Reuters - Asia share indexes rose Monday as concerns over rising COVID-19 cases and delays in vaccine supplies were eclipsed by expectations of a $1.9 trillion fiscal stimulus to help revive the U.S. economy.

World equity markets have scaled highs in recent days on bets COVID vaccines will start to reduce infection rates worldwide and on a stronger U.S. economic recovery under President Joe Biden.

Still, investors are also wary about towering valuations and questions over the efficiency of the vaccines in curbing the pandemic and as U.S. politicians continue to debate a coronavirus aid package.

MSCI's broadest index of Asia-Pacific shares outside Japan rose to 721.96 and just shy of last week's record high of 727.31.

The benchmark is up 8.5% so far in January, on track for its fourth straight monthly rise.

Japan's Nikkei rebounded from falls in early trading to be up 0.36%.

Australia shares were slightly higher, too, after the country's drug regulator approved the Pfizer/BioNTech COVID-19 vaccine with authorities saying a phased rollout will begin late next month.

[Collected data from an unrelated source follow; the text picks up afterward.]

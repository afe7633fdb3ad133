//! Operator log shared by the phase loops and the verifier threads.

use std::fs::{File, OpenOptions};
use std::io::{self, Write};
use std::path::Path;
use std::sync::Arc;

use chrono::Local;
use indicatif::{ProgressBar, ProgressStyle};
use parking_lot::Mutex;

pub fn current_timestamp() -> String {
    Local::now().format("%Y-%m-%d %H:%M:%S").to_string()
}

/// Bar for `len` blocks with the live statistics as its message.
pub fn progress_bar(len: u64, visible: bool) -> ProgressBar {
    if !visible {
        return ProgressBar::hidden();
    }
    let pb = ProgressBar::new(len);
    let style = ProgressStyle::with_template(
        "[{elapsed_precise}] [{bar:40.cyan/blue}] {pos}/{len} ({eta_precise})\n{msg}",
    )
    .unwrap_or_else(|_| ProgressStyle::default_bar())
    .progress_chars("##-");
    pb.set_style(style);
    pb
}

#[derive(Clone, Default)]
pub struct RunLog {
    file: Option<Arc<Mutex<File>>>,
    progress: Arc<Mutex<Option<ProgressBar>>>,
}

impl RunLog {
    /// Log to stderr only.
    pub fn stderr() -> Self {
        Self::default()
    }

    /// Log to stderr and append to `path`.
    pub fn with_file(path: &Path) -> io::Result<Self> {
        let file = OpenOptions::new().create(true).append(true).open(path)?;
        Ok(Self {
            file: Some(Arc::new(Mutex::new(file))),
            progress: Arc::default(),
        })
    }

    /// Route console output through `pb` until [`RunLog::detach`]. A hidden
    /// bar would swallow the lines, so it is not attached.
    pub fn attach(&self, pb: &ProgressBar) {
        if pb.is_hidden() {
            return;
        }
        *self.progress.lock() = Some(pb.clone());
    }

    pub fn detach(&self) {
        self.progress.lock().take();
    }

    pub fn simple<S: AsRef<str>>(&self, msg: S) {
        self.emit(format!("[{}] {}", current_timestamp(), msg.as_ref()));
    }

    pub fn error(&self, category: &str, subject: &str, err_desc: &str) {
        self.emit(format!(
            "[{}] {} {}: {}",
            current_timestamp(),
            category,
            subject,
            err_desc
        ));
    }

    fn emit(&self, full_message: String) {
        match self.progress.lock().as_ref() {
            Some(pb) => pb.println(full_message.as_str()),
            None => eprintln!("{}", full_message),
        }
        if let Some(ref lf_arc) = self.file {
            let mut lf_guard = lf_arc.lock();
            let _ = writeln!(*lf_guard, "{}", full_message);
            let _ = lf_guard.flush();
        }
    }
}
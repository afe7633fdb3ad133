//! Recovery from a device that disappears in the middle of an I/O call.
//!
//! After any failed block write or read the caller parks here until the
//! working directory can be entered again, then repeats the same operation on
//! the same block. There is no retry limit: the operator is expected to
//! reinsert the media.

use std::env;
use std::io;
use std::path::{Path, PathBuf};
use std::thread;
use std::time::Duration;

use crate::log::RunLog;

/// Pause between attempts while the device is absent.
pub const RECONNECT_BACKOFF: Duration = Duration::from_secs(3);

pub trait Reconnect: Send + Sync {
    /// One attempt to make `dir` the active working directory again.
    fn reenter(&self, dir: &Path) -> io::Result<()>;

    /// Leave the working directory so it can be removed.
    fn release(&self, _parent: &Path) -> io::Result<()> {
        Ok(())
    }

    fn backoff(&self) -> Duration {
        RECONNECT_BACKOFF
    }
}

/// Reconnect by changing the process working directory, stepping out to a
/// stable root first when the current directory is the stale target.
#[derive(Debug, Clone)]
pub struct CwdReconnect {
    stable_root: PathBuf,
    backoff: Duration,
}

impl CwdReconnect {
    pub fn new(backoff: Duration) -> Self {
        Self {
            stable_root: stable_root(),
            backoff,
        }
    }
}

impl Default for CwdReconnect {
    fn default() -> Self {
        Self::new(RECONNECT_BACKOFF)
    }
}

fn stable_root() -> PathBuf {
    cfg_if::cfg_if! {
        if #[cfg(windows)] {
            PathBuf::from("C:\\")
        } else {
            PathBuf::from("/")
        }
    }
}

impl Reconnect for CwdReconnect {
    fn reenter(&self, dir: &Path) -> io::Result<()> {
        match env::current_dir() {
            // An unreadable cwd is a handle into a vanished mount as well.
            Ok(cwd) if cwd != dir => {}
            _ => {
                let _ = env::set_current_dir(&self.stable_root);
            }
        }
        env::set_current_dir(dir)
    }

    fn release(&self, parent: &Path) -> io::Result<()> {
        env::set_current_dir(parent)
    }

    fn backoff(&self) -> Duration {
        self.backoff
    }
}

/// Block until `dir` is reachable again. Returns the number of failed
/// attempts; zero means the failure was transient.
pub fn wait_for_device(reconnect: &dyn Reconnect, dir: &Path, log: &RunLog) -> u32 {
    let mut failed = 0;
    while let Err(e) = reconnect.reenter(dir) {
        failed += 1;
        log.error(
            "Connect Error",
            &dir.display().to_string(),
            &format!("device unreachable ({}), waiting for reconnect", e),
        );
        thread::sleep(reconnect.backoff());
    }
    if failed > 0 {
        log.simple(format!(
            "Device reachable again after {} attempt(s): {}",
            failed + 1,
            dir.display()
        ));
    }
    failed
}
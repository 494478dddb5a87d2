//! Identity keys for marks produced by gestures and callers.

use serde::{Deserialize, Serialize};
use std::fmt;
use uuid::Uuid;

/// Key for a mark in a [`Marks`](super::Marks) collection.
#[derive(Debug, Clone, PartialEq, Eq, Hash, Serialize, Deserialize)]
#[serde(tag = "source", content = "id", rename_all = "camelCase")]
pub enum MarkKey {
    /// Placed directly by the caller.
    Static(Uuid),
    /// Placed directly by the caller under a readable name.
    Named(String),
    /// Follows one hover session.
    Hover(Uuid),
    /// Follows one drag session.
    Drag(Uuid),
    /// Follows one spatial event by its id.
    Spatial(u64),
}

impl MarkKey {
    /// Fresh static key.
    pub fn new_static() -> Self {
        MarkKey::Static(Uuid::new_v4())
    }

    pub fn named(name: impl Into<String>) -> Self {
        MarkKey::Named(name.into())
    }

    pub fn source(&self) -> MarkSource {
        match self {
            MarkKey::Static(_) => MarkSource::Static,
            MarkKey::Named(_) => MarkSource::Named,
            MarkKey::Hover(_) => MarkSource::Hover,
            MarkKey::Drag(_) => MarkSource::Drag,
            MarkKey::Spatial(_) => MarkSource::Spatial,
        }
    }
}

impl fmt::Display for MarkKey {
    fn fmt(&self, f: &mut fmt::Formatter<'_>) -> fmt::Result {
        match self {
            MarkKey::Static(id) => write!(f, "static:{}", id),
            MarkKey::Named(name) => write!(f, "named:{}", name),
            MarkKey::Hover(id) => write!(f, "hover:{}", id),
            MarkKey::Drag(id) => write!(f, "drag:{}", id),
            MarkKey::Spatial(id) => write!(f, "spatial:{}", id),
        }
    }
}

/// Kind of key, for bulk removal.
#[derive(Debug, Clone, Copy, PartialEq, Eq, Hash, Serialize, Deserialize)]
#[serde(rename_all = "camelCase")]
pub enum MarkSource {
    Static,
    Named,
    Hover,
    Drag,
    Spatial,
}

#[cfg(test)]
mod tests {
    use super::*;

    #[test]
    fn test_source() {
        assert_eq!(MarkKey::new_static().source(), MarkSource::Static);
        assert_eq!(MarkKey::named("pin").source(), MarkSource::Named);
        assert_eq!(MarkKey::Spatial(7).source(), MarkSource::Spatial);
    }

    #[test]
    fn test_static_keys_are_unique() {
        assert_ne!(MarkKey::new_static(), MarkKey::new_static());
    }

    #[test]
    fn test_display() {
        assert_eq!(MarkKey::Spatial(3).to_string(), "spatial:3");
        assert_eq!(MarkKey::named("a").to_string(), "named:a");
    }
}
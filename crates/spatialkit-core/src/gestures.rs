//! Translating input gestures into mark updates.
//!
//! Each tracker remembers only which key its input stream last used. An
//! active or changed event places the mark under that key, and ending or
//! cancelling the input removes it. Locations arrive in the coordinate space
//! the host recognized them in and are resolved into the overlay frame
//! first; events from spaces the overlay cannot correlate are dropped.

use crate::marks::{Mark, MarkKey, Marks, MarksOverlay};
use crate::space::{CoordinateSpace, OverlayFrame};
use crate::vector::{Point3D, Vector};
use kurbo::Point;
use serde::{Deserialize, Serialize};
use std::collections::HashSet;
use uuid::Uuid;

/// Hover gesture phase.
#[derive(Debug, Clone, Copy, PartialEq, Serialize, Deserialize)]
pub enum HoverPhase {
    Active(Point),
    Ended,
}

#[derive(Debug, Clone, PartialEq, Serialize, Deserialize)]
pub struct HoverEvent {
    pub phase: HoverPhase,
    pub space: CoordinateSpace,
}

impl HoverEvent {
    pub fn active(location: Point, space: CoordinateSpace) -> Self {
        Self {
            phase: HoverPhase::Active(location),
            space,
        }
    }

    pub fn ended() -> Self {
        Self {
            phase: HoverPhase::Ended,
            space: CoordinateSpace::Local,
        }
    }
}

/// Keeps one hover mark under a per-session key.
#[derive(Debug, Clone, Default)]
pub struct HoverTracker {
    key: Option<MarkKey>,
}

impl HoverTracker {
    pub fn new() -> Self {
        Self::default()
    }

    /// Key of the current hover session, if one is running.
    pub fn key(&self) -> Option<&MarkKey> {
        self.key.as_ref()
    }

    pub fn handle(&mut self, event: &HoverEvent, overlay: &mut MarksOverlay<MarkKey>) {
        let (frame, marks) = overlay.split_mut();
        self.apply(event, frame, marks);
    }

    pub fn apply(
        &mut self,
        event: &HoverEvent,
        frame: &OverlayFrame,
        marks: &mut Marks<MarkKey>,
    ) {
        match event.phase {
            HoverPhase::Active(location) => {
                let Some(local) = resolve_planar(frame, location, &event.space, "hover") else {
                    return;
                };
                let key = self
                    .key
                    .get_or_insert_with(|| MarkKey::Hover(Uuid::new_v4()))
                    .clone();
                marks.insert(key, Mark::point(local));
            }
            HoverPhase::Ended => {
                if let Some(key) = self.key.take() {
                    marks.remove(&key);
                }
            }
        }
    }
}

/// Drag gesture phase.
#[derive(Debug, Clone, Copy, PartialEq, Serialize, Deserialize)]
pub enum DragPhase {
    Changed { location: Point },
    Ended,
    Cancelled,
}

#[derive(Debug, Clone, PartialEq, Serialize, Deserialize)]
pub struct DragEvent {
    pub phase: DragPhase,
    pub space: CoordinateSpace,
}

impl DragEvent {
    pub fn changed(location: Point, space: CoordinateSpace) -> Self {
        Self {
            phase: DragPhase::Changed { location },
            space,
        }
    }

    pub fn ended() -> Self {
        Self {
            phase: DragPhase::Ended,
            space: CoordinateSpace::Local,
        }
    }

    pub fn cancelled() -> Self {
        Self {
            phase: DragPhase::Cancelled,
            space: CoordinateSpace::Local,
        }
    }
}

/// Keeps one mark under the pointer for the duration of a drag.
#[derive(Debug, Clone, Default)]
pub struct DragTracker {
    key: Option<MarkKey>,
}

impl DragTracker {
    pub fn new() -> Self {
        Self::default()
    }

    pub fn key(&self) -> Option<&MarkKey> {
        self.key.as_ref()
    }

    pub fn handle(&mut self, event: &DragEvent, overlay: &mut MarksOverlay<MarkKey>) {
        let (frame, marks) = overlay.split_mut();
        self.apply(event, frame, marks);
    }

    pub fn apply(
        &mut self,
        event: &DragEvent,
        frame: &OverlayFrame,
        marks: &mut Marks<MarkKey>,
    ) {
        match event.phase {
            DragPhase::Changed { location } => {
                let Some(local) = resolve_planar(frame, location, &event.space, "drag") else {
                    return;
                };
                let key = self
                    .key
                    .get_or_insert_with(|| MarkKey::Drag(Uuid::new_v4()))
                    .clone();
                marks.insert(key, Mark::point(local));
            }
            DragPhase::Ended | DragPhase::Cancelled => {
                if let Some(key) = self.key.take() {
                    marks.remove(&key);
                }
            }
        }
    }
}

/// How a spatial event was produced.
#[derive(Debug, Clone, Copy, PartialEq, Eq, Serialize, Deserialize)]
pub enum SpatialEventKind {
    DirectTouch,
    IndirectPointer,
    Pointer,
}

#[derive(Debug, Clone, Copy, PartialEq, Eq, Serialize, Deserialize)]
pub enum SpatialPhase {
    Active,
    Ended,
    Cancelled,
}

/// One input in a multi-input spatial event stream.
#[derive(Debug, Clone, PartialEq, Serialize, Deserialize)]
pub struct SpatialEvent {
    /// Stable for the lifetime of the input.
    pub id: u64,
    pub kind: SpatialEventKind,
    pub phase: SpatialPhase,
    pub location: Point3D,
    pub space: CoordinateSpace,
}

/// Keeps one mark per live spatial input.
#[derive(Debug, Clone, Default)]
pub struct SpatialTracker {
    active: HashSet<u64>,
}

impl SpatialTracker {
    pub fn new() -> Self {
        Self::default()
    }

    pub fn is_active(&self, id: u64) -> bool {
        self.active.contains(&id)
    }

    pub fn active_count(&self) -> usize {
        self.active.len()
    }

    /// Apply a batch of events in order.
    pub fn handle<'a>(
        &mut self,
        events: impl IntoIterator<Item = &'a SpatialEvent>,
        overlay: &mut MarksOverlay<MarkKey>,
    ) {
        let (frame, marks) = overlay.split_mut();
        for event in events {
            self.apply(event, frame, marks);
        }
    }

    pub fn apply(
        &mut self,
        event: &SpatialEvent,
        frame: &OverlayFrame,
        marks: &mut Marks<MarkKey>,
    ) {
        let key = MarkKey::Spatial(event.id);
        match event.phase {
            SpatialPhase::Active => {
                let Some(local) = frame.resolve_3d(event.location, &event.space) else {
                    log::debug!("ignoring spatial event {} from {:?}", event.id, event.space);
                    return;
                };
                let mark = match event.kind {
                    SpatialEventKind::DirectTouch => Mark::touch(local),
                    SpatialEventKind::IndirectPointer | SpatialEventKind::Pointer => {
                        Mark::point(local)
                    }
                };
                self.active.insert(event.id);
                marks.insert(key, mark);
            }
            SpatialPhase::Ended | SpatialPhase::Cancelled => {
                self.active.remove(&event.id);
                marks.remove(&key);
            }
        }
    }

    /// Drop every live input and its mark.
    pub fn reset(&mut self, marks: &mut Marks<MarkKey>) {
        for id in self.active.drain() {
            marks.remove(&MarkKey::Spatial(id));
        }
    }
}

fn resolve_planar(
    frame: &OverlayFrame,
    location: Point,
    space: &CoordinateSpace,
    gesture: &str,
) -> Option<Point3D> {
    match frame.resolve(location, space) {
        Some(local) => Some(Point3D::components_of(&local, 0.0)),
        None => {
            log::debug!("ignoring {} at {:?} from {:?}", gesture, location, space);
            None
        }
    }
}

China shares rose with the blue chip CSI300 index up 0.6%.

"The spotlight will be on Washington, D.C. this week," said Stephen Innes, Chief Global Markets Strategist at Axi.

The Biden administration tried to head off Republican concerns that their $1.9 trillion pandemic relief proposal was too expensive with lawmakers from both parties saying they had agreed that getting the COVID-19 vaccine to Americans should be a priority.

Financial markets have been eyeing a massive U.S. economic stimulus but disagreements have meant months of indecision in a country suffering more than 175,000 COVID-19 cases a day with millions out of work.

"Vaccine breakthroughs make it likely that life will become more functional again at some point in 2021, resulting in higher gross domestic product growth and more robust corporate earnings," Innes said.

"But increasing global COVID19 infections, new variants of the virus, tightening social distancing restrictions and delays in vaccine rollouts in some places, all increase the near-term growth risks."

World COVID-19 cases are inching toward 100 million with more than 2 million dead.

However, "there was one negative COVID-19 news story after another Friday and which equity market participants ultimately couldn't ignore," said Ray Attrill, head of forex strategy at National Australia Bank.

Hong Kong locked down an area of the Kowloon peninsula Saturday - the first such measure the city has taken since the pandemic began while some countries, including Mexico, recorded their highest daily case numbers.

Reports the new UK COVID variant wasn't only highly infectious but perhaps more deadly than the original strain also added to worries.

In the European Union, political leaders were dismayed over a holdup by AstraZeneca and Pfizer in delivering promised doses with Italy's prime minister lashing out at the suppliers and saying delays amounted to a breach of contractual obligations.

Pfizer, last week, said it was temporarily slowing supplies to Europe to make manufacturing changes that would boost output. On Friday, AstraZeneca said initial deliveries to the region would fall short because of a production glitch.

Market participants did see some hope in the U.S. after politicians agreed Sunday that the most important priority should be producing and efficiently distributing a vaccine.

The Democrats and Republicans are discussing a new $1.9 trillion in U.S. coronavirus relief.

Financial markets have been considering the U.S. economic stimulus but disagreements have meant months of indecision in a country suffering more than 175,000 COVID-19 cases a day with millions out of work.

On Friday, the Dow fell 0.57%, the S&P 500 lost 0.30% and the Nasdaq composite added 0.09%. The three main U.S. indexes closed higher for the week, with the Nasdaq up more than 4%.

Jefferies analysts said U.S. stock markets looked overvalued though they still remained bullish. "For the stock market to have a real nasty unwind, rather than just a bull market correction, there needs to be a catalyst," analyst Christopher Wood said.

"That means either an economic downturn or a material tightening in Fed policy," Wood said, adding neither was likely to occur in a hurry.

In currencies, pairs were little moved as markets awaited a U.S. Federal Reserve meeting Wednesday.

The dollar index was flat at 90.21, with the euro at $1.2169, while sterling was last trading at $1.3683.

The yen was unchanged at 103.77 per dollar.

Poor risk sentiment saw Treasury yields move lower Friday ahead of some record-sized bond auctions and Federal Reserve meeting.

In commodities, oil prices fell with Brent down 7 cents at $55.34 a barrel and U.S. crude off 5 cents at $52.22.

Gold was higher with spot prices up 0.2% at 1,855.9 an ounce.